Characterization of a human monoclonal antibody against Shiga toxin 2 expressed in Chinese hamster ovary cells

Abstract

Shiga toxin-producing Escherichia coli infections can often lead to the development of hemolytic-uremic syndrome (HUS) in a small percentage of infected humans. Patients with HUS receive only supportive treatment as the benefit of antibiotic therapy remains uncertain. We have previously reported the generation and preclinical evaluation of neutralizing human monoclonal antibodies (HuMAbs) against the Shiga toxins (Stx). In this paper, we describe the expression in Chinese hamster ovary (CHO) cells of 5C12 HuMAb, which is directed against the A subunit of Stx2. The cDNAs of the light and heavy chain immunoglobulin (Ig) variable regions of 5C12 HuMAb were isolated and cloned into an expression vector containing human IgG1 constant regions. The vector was transfected into CHO cells, and transfectants secreting Stx2-specific antibody were screened by an Stx2-specific enzyme-linked immunosorbent assay. The CHO-produced recombinant 5C12 (r5C12) showed similar specificity and binding affinity to Stx2 as the parent hybridoma-produced 5C12. More significantly, the r5C12 displayed the same neutralizing activity as the parent 5C12 in vitro and in vivo. In the mouse toxicity model, both antibodies significantly and equally prolonged survival at a dose of 0.312 microg/mouse. The data showed that since r5C12, produced in CHO cells, was equally effective as the parent 5C12, it is our choice candidate as a potential prophylactic or therapeutic agent against hemolytic-uremic syndrome.

FIG. 1.

Schematic of the p5C12IgG1 and pDHFRExpress vectors for the expression of recombinant HuMAbs in CHO cell lines using a DHFR-CHO gene amplification system. (A) The pIgG1 expression vector for the expression of Stx2-specific HuMAbs. VL/CK, variable and constant region of the κ light chain; VH/Cgamma, variable and IgG1 constant region of the heavy chain; pCMV, CMV promoter; 5H8 pA, polyadenylation signal from the 5H8 HuMAb light chain; BGH pA, polyadenylation signal from bovine growth hormone gene; f1 ori, origin of replication from f1; SV40 ori, SV40 origin of replication; NPT gene, neomycin phosphotransferase gene; ColE1 ori, origin of replication from ColE1; Bla gene, β-lactamase gene. (B) The pDHFRExpress vector, which has a functional mouse DHFR gene in place of the antibody expression cassettes and the xanthine-guanine phosphoribosyltransferase (XGPRT) instead of the NPT gene, but otherwise is identical to the p5C12IgG1 vector.
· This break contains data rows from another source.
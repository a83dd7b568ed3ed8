use std::time::Instant;

use itertools::Itertools;
use log::{debug, info, warn};
use serde::{Deserialize, Serialize};

use crate::cancel::{Ticket, TokenCounter};
use crate::elevation::ElevationService;
use crate::error::{AnalysisError, AnalysisResult};
use crate::geo::{haversine_m, GeoPoint};

#[derive(Debug, Clone, PartialEq, Serialize, Deserialize)]
#[serde(default)]
pub struct LosSettings {
    pub sample_step_m: f64,
    pub min_samples: usize,
    pub max_samples: usize,
    pub max_peaks: usize,
    /// Points per elevation-service request.
    pub chunk_size: usize,
    /// Mast height assumed for a suggested relay.
    pub relay_height_agl_m: f64,
}

impl Default for LosSettings {
    fn default() -> Self {
        Self {
            sample_step_m: 250.0,
            min_samples: 10,
            max_samples: 80,
            max_peaks: 4,
            chunk_size: 100,
            relay_height_agl_m: 0.0,
        }
    }
}

/// Antenna height at one end of the link.
#[derive(Debug, Clone, Copy, PartialEq, Serialize, Deserialize)]
#[serde(rename_all = "snake_case")]
pub enum EndpointHeight {
    AboveGround(f64),
    /// Absolute height above mean sea level, ignores the terrain under the endpoint.
    Absolute(f64),
}

impl Default for EndpointHeight {
    fn default() -> Self {
        EndpointHeight::AboveGround(0.0)
    }
}

impl EndpointHeight {
    pub fn resolve(&self, ground_m: f64) -> f64 {
        match *self {
            EndpointHeight::AboveGround(agl) => ground_m + agl,
            EndpointHeight::Absolute(msl) => msl,
        }
    }
}

#[derive(Debug, Clone, Copy, PartialEq, Serialize, Deserialize)]
pub struct LosRequest {
    pub start: GeoPoint,
    pub end: GeoPoint,
    #[serde(default)]
    pub start_height: EndpointHeight,
    #[serde(default)]
    pub end_height: EndpointHeight,
}

impl LosRequest {
    pub fn new(start: GeoPoint, end: GeoPoint) -> Self {
        Self {
            start,
            end,
            start_height: EndpointHeight::default(),
            end_height: EndpointHeight::default(),
        }
    }

    pub fn reversed(&self) -> Self {
        Self {
            start: self.end,
            end: self.start,
            start_height: self.end_height,
            end_height: self.start_height,
        }
    }
}

#[derive(Debug, Clone, Copy, PartialEq, Serialize, Deserialize)]
pub struct PathSample {
    pub point: GeoPoint,
    pub t: f64,
}

#[derive(Debug, Clone, Copy, PartialEq, Serialize, Deserialize)]
pub struct ProfilePoint {
    pub distance_m: f64,
    pub terrain_elevation_m: f64,
    pub line_of_sight_elevation_m: f64,
    pub fraction_t: f64,
    pub lat: f64,
    pub lon: f64,
}

#[derive(Debug, Clone, Copy, PartialEq, Serialize, Deserialize)]
pub struct RelaySuggestion {
    pub lat: f64,
    pub lon: f64,
    pub elevation_m: f64,
    pub clear: bool,
    pub max_obstruction_m: f64,
}

#[derive(Debug, Clone, Copy, PartialEq, Serialize, Deserialize)]
pub struct Peak {
    /// 1-based, in path order.
    pub index: usize,
    pub lat: f64,
    pub lon: f64,
    pub elevation_m: f64,
    pub distance_m: f64,
}

#[derive(Debug, Clone, PartialEq, Serialize, Deserialize)]
pub struct LosResult {
    pub distance_m: f64,
    pub blocked: bool,
    pub max_obstruction_m: f64,
    pub profile: Vec<ProfilePoint>,
    pub suggested_relay: Option<RelaySuggestion>,
    pub peaks: Vec<Peak>,
    pub samples: usize,
    pub start_elevation_m: f64,
    pub end_elevation_m: f64,
    pub max_terrain_m: f64,
}

impl LosResult {
    /// One-line operator status.
    pub fn status(&self) -> String {
        if self.blocked {
            format!(
                "LOS: blocked ({:.1} km, {:.0} m obstruction)",
                self.distance_m / 1000.0,
                self.max_obstruction_m
            )
        } else {
            format!("LOS: clear ({:.1} km)", self.distance_m / 1000.0)
        }
    }
}

/// Evenly spaced samples in interpolation fraction `t`, endpoints included.
pub fn sample_path(start: GeoPoint, end: GeoPoint, settings: &LosSettings) -> Vec<PathSample> {
    let distance = haversine_m(start, end);
    if distance <= 0.0 {
        return vec![PathSample { point: start, t: 0.0 }, PathSample { point: end, t: 1.0 }];
    }
    let raw = (distance / settings.sample_step_m.max(1.0)).floor() as usize + 1;
    let count = raw.min(settings.max_samples).max(settings.min_samples).max(2);

    (0..count)
        .map(|i| {
            let t = i as f64 / (count - 1) as f64;
            PathSample { point: start.lerp(end, t), t }
        })
        .collect()
}

/// Largest height of `heights[start+1..end]` above the straight line joining
/// `heights[start]` and `heights[end]`. Never negative.
pub fn max_obstruction(samples: &[PathSample], heights: &[f64], start: usize, end: usize) -> f64 {
    if end <= start + 1 {
        return 0.0;
    }
    let start_t = samples[start].t;
    let end_t = samples[end].t;
    if end_t <= start_t {
        return 0.0;
    }
    let start_h = heights[start];
    let end_h = heights[end];

    (start + 1..end).fold(0.0, |worst, idx| {
        let frac = (samples[idx].t - start_t) / (end_t - start_t);
        let line = start_h + (end_h - start_h) * frac;
        let clearance = heights[idx] - line;
        if clearance > worst { clearance } else { worst }
    })
}

/// Best interior relay site: any clear candidate (highest ground wins), else the
/// candidate with the smallest worst-segment obstruction (first wins).
pub fn suggest_relay(
    samples: &[PathSample],
    terrain: &[f64],
    heights: &[f64],
    relay_height_agl_m: f64,
) -> Option<RelaySuggestion> {
    if samples.len() < 3 {
        return None;
    }
    let last = samples.len() - 1;
    let mut best: Option<(usize, f64, bool)> = None;
    let mut segment = heights.to_vec();

    for idx in 1..last {
        segment[idx] = terrain[idx] + relay_height_agl_m;
        let score = max_obstruction(samples, &segment, 0, idx)
            .max(max_obstruction(samples, &segment, idx, last));
        segment[idx] = heights[idx];
        let clear = score <= 0.0;

        best = match best {
            None => Some((idx, score, clear)),
            Some((_, _, false)) if clear => Some((idx, score, true)),
            Some((best_idx, _, true)) if clear && terrain[idx] > terrain[best_idx] => {
                Some((idx, score, true))
            }
            Some((_, best_score, false)) if score < best_score => Some((idx, score, false)),
            keep => keep,
        };
    }

    best.map(|(idx, score, clear)| RelaySuggestion {
        lat: samples[idx].point.lat,
        lon: samples[idx].point.lon,
        elevation_m: terrain[idx],
        clear,
        max_obstruction_m: score,
    })
}

/// Interior local maxima, strongest `max_peaks` kept, returned in path order.
pub fn find_peaks(samples: &[PathSample], terrain: &[f64], distance_m: f64, max_peaks: usize) -> Vec<Peak> {
    if samples.len() < 3 {
        return Vec::new();
    }
    let last = terrain.len() - 1;
    let mut candidates: Vec<usize> = (1..last)
        .filter(|&i| terrain[i] >= terrain[i - 1] && terrain[i] >= terrain[i + 1])
        .collect();

    if candidates.is_empty() {
        // First index wins ties.
        let top = (1..last).fold(1, |best, i| if terrain[i] > terrain[best] { i } else { best });
        candidates.push(top);
    }

    candidates
        .into_iter()
        .sorted_by(|&a, &b| terrain[b].total_cmp(&terrain[a]))
        .take(max_peaks)
        .sorted_by(|&a, &b| samples[a].t.total_cmp(&samples[b].t))
        .enumerate()
        .map(|(i, idx)| Peak {
            index: i + 1,
            lat: samples[idx].point.lat,
            lon: samples[idx].point.lon,
            elevation_m: terrain[idx],
            distance_m: distance_m * samples[idx].t,
        })
        .collect()
}

/// Fetches elevations chunk by chunk, in order. Any failure fails the whole batch.
pub async fn fetch_profile<E: ElevationService>(
    service: &E,
    samples: &[PathSample],
    chunk_size: usize,
    ticket: Option<&Ticket>,
) -> AnalysisResult<Vec<f64>> {
    let points: Vec<GeoPoint> = samples.iter().map(|s| s.point).collect();
    let mut elevations = Vec::with_capacity(points.len());

    for chunk in points.chunks(chunk_size.max(1)) {
        if let Some(ticket) = ticket {
            ticket.ensure_current()?;
        }
        let batch = service.elevations(chunk).await?;
        if batch.len() != chunk.len() {
            return Err(AnalysisError::elevation("unexpected result length"));
        }
        if batch.iter().any(|e| !e.is_finite()) {
            return Err(AnalysisError::elevation("missing elevation"));
        }
        elevations.extend(batch);
    }
    Ok(elevations)
}

/// Assembles the verdict from sampled terrain. Pure; used by the async pipeline.
pub fn evaluate_profile(
    request: &LosRequest,
    samples: &[PathSample],
    terrain: &[f64],
    settings: &LosSettings,
) -> AnalysisResult<LosResult> {
    let distance_m = haversine_m(request.start, request.end);
    if !(distance_m > 0.0) || samples.len() < 2 || terrain.len() != samples.len() {
        return Err(AnalysisError::InvalidPath);
    }
    let last = samples.len() - 1;
    let start_abs = request.start_height.resolve(terrain[0]);
    let end_abs = request.end_height.resolve(terrain[last]);

    let mut heights = terrain.to_vec();
    heights[0] = start_abs;
    heights[last] = end_abs;

    let max_obstruction_m = max_obstruction(samples, &heights, 0, last);
    let blocked = max_obstruction_m > 0.0;
    let suggested_relay = if blocked {
        suggest_relay(samples, terrain, &heights, settings.relay_height_agl_m)
    } else {
        None
    };

    let profile = samples
        .iter()
        .zip(terrain)
        .map(|(s, &elev)| ProfilePoint {
            distance_m: distance_m * s.t,
            terrain_elevation_m: elev,
            line_of_sight_elevation_m: start_abs + (end_abs - start_abs) * s.t,
            fraction_t: s.t,
            lat: s.point.lat,
            lon: s.point.lon,
        })
        .collect();

    Ok(LosResult {
        distance_m,
        blocked,
        max_obstruction_m,
        profile,
        suggested_relay,
        peaks: find_peaks(samples, terrain, distance_m, settings.max_peaks),
        samples: samples.len(),
        start_elevation_m: terrain[0],
        end_elevation_m: terrain[last],
        max_terrain_m: terrain.iter().copied().fold(f64::NEG_INFINITY, f64::max),
    })
}

/// Two-point terrain line-of-sight analysis against an elevation service.
///
/// Every call to [`LineOfSightAnalyzer::analyze`] supersedes the previous one; the
/// older call returns [`AnalysisError::Cancelled`] at its next chunk boundary.
pub struct LineOfSightAnalyzer<E> {
    service: E,
    settings: LosSettings,
    tokens: TokenCounter,
}

impl<E: ElevationService> LineOfSightAnalyzer<E> {
    pub fn new(service: E, settings: LosSettings) -> Self {
        Self { service, settings, tokens: TokenCounter::new() }
    }

    pub fn settings(&self) -> &LosSettings {
        &self.settings
    }

    pub fn service(&self) -> &E {
        &self.service
    }

    pub fn tokens(&self) -> &TokenCounter {
        &self.tokens
    }

    pub async fn analyze(&self, request: &LosRequest) -> AnalysisResult<LosResult> {
        let ticket = self.tokens.issue();
        self.analyze_with(request, &ticket).await
    }

    pub async fn analyze_with(&self, request: &LosRequest, ticket: &Ticket) -> AnalysisResult<LosResult> {
        if !request.start.is_valid() || !request.end.is_valid() {
            return Err(AnalysisError::InvalidPath);
        }
        let distance_m = haversine_m(request.start, request.end);
        if !(distance_m > 0.0) {
            return Err(AnalysisError::InvalidPath);
        }

        let started = Instant::now();
        let samples = sample_path(request.start, request.end, &self.settings);
        debug!("LOS {:.0} m, {} samples (token {})", distance_m, samples.len(), ticket.token());

        let terrain = match fetch_profile(&self.service, &samples, self.settings.chunk_size, Some(ticket)).await {
            Ok(terrain) => terrain,
            Err(AnalysisError::Cancelled) => {
                debug!("LOS token {} superseded", ticket.token());
                return Err(AnalysisError::Cancelled);
            }
            Err(e) => {
                warn!("LOS elevation fetch failed: {e}");
                return Err(e);
            }
        };
        ticket.ensure_current()?;

        let result = evaluate_profile(request, &samples, &terrain, &self.settings)?;
        info!(
            "LOS {} in {:.2?} (max obstruction {:.1} m)",
            if result.blocked { "blocked" } else { "clear" },
            started.elapsed(),
            result.max_obstruction_m
        );
        Ok(result)
    }
}

#[cfg(test)]
mod tests {
    use super::*;

    fn even_samples(n: usize) -> Vec<PathSample> {
        (0..n)
            .map(|i| {
                let t = i as f64 / (n - 1) as f64;
                PathSample { point: GeoPoint::new(0.0, t * 0.1), t }
            })
            .collect()
    }

    #[test]
    fn strongest_peaks_are_kept_in_path_order() {
        let terrain = [0.0, 50.0, 0.0, 300.0, 0.0, 100.0, 0.0, 200.0, 0.0];
        let samples = even_samples(terrain.len());
        let peaks = find_peaks(&samples, &terrain, 8_000.0, 2);

        let elevations: Vec<f64> = peaks.iter().map(|p| p.elevation_m).collect();
        let indices: Vec<usize> = peaks.iter().map(|p| p.index).collect();
        assert_eq!(elevations, vec![300.0, 200.0]);
        assert_eq!(indices, vec![1, 2]);
        assert!((peaks[0].distance_m - 3_000.0).abs() < 1e-9);
        assert!((peaks[1].distance_m - 7_000.0).abs() < 1e-9);
    }

    #[test]
    fn monotonic_profile_falls_back_to_highest_interior_sample() {
        let terrain: Vec<f64> = (0..9).map(|i| i as f64).collect();
        let samples = even_samples(terrain.len());
        let peaks = find_peaks(&samples, &terrain, 8_000.0, 4);

        assert_eq!(peaks.len(), 1);
        assert_eq!(peaks[0].elevation_m, 7.0);
        assert_eq!(peaks[0].index, 1);
    }

    #[test]
    fn obstruction_is_measured_against_the_endpoint_line() {
        let samples = even_samples(5);
        let heights = [0.0, 10.0, 30.0, 10.0, 40.0];
        // Line reaches 20 m at the midpoint.
        assert!((max_obstruction(&samples, &heights, 0, 4) - 10.0).abs() < 1e-9);
        assert_eq!(max_obstruction(&samples, &heights, 0, 1), 0.0);
    }
}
The DHFR gene is expressed from the β-globin major promoter.

FIG. 2.

5C12 production in the CHO (▪) and hybridoma (▴) cell lines. Both cell lines were grown as suspension cultures in 75-cm² flasks in duplicate and were monitored over a 5-day period. (A) Each flask was initially seeded at a density of 3 × 10⁵ cells/ml. Viable cell number was determined by trypan blue exclusion and cells were counted using a hemacytometer. (B) IgG1 production was measured by the IgG quantitation ELISA. Each error bar represents the standard error of the mean.

FIG. 3.

Comparison of the binding affinity and specificity of r5C12 (▪) to the parent 5C12 (•) using an Stx2-specific ELISA. Both antibodies were diluted twofold from 1 μg/ml to 0.4 ng/ml. Plates were coated with Stx2 and blocked, and 5C12 HuMAb (r5C12 or the parent 5C12) was added. Anti-human IgG-Fc coupled to horseradish peroxidase was added, the plates were developed with ο-phenylenediamine solution, the colorimetric reaction was stopped by the addition of sulfuric acid, and the optical density was measured at 490 nm (OD₄₉₀). Each data point represents the average of four replicates (two independent assays). The standard deviation of duplicate data points for each assay was <0.075.

FIG. 4.

Neutralization of Stx2 in a Vero cytotoxicity assay. The percent neutralization of 5 ng of Stx2 by various amounts (1.6 to 50 ng) of r5C12 (filled bars) or the parent 5C12 (open bars) was measured using a Vero cytotoxicity assay. Neutralization curves from two independent assays (triplicate wells) were determined for each antibody and used as a basis for the mean percent neutralization values shown here. Each error bar represents the standard error of the mean.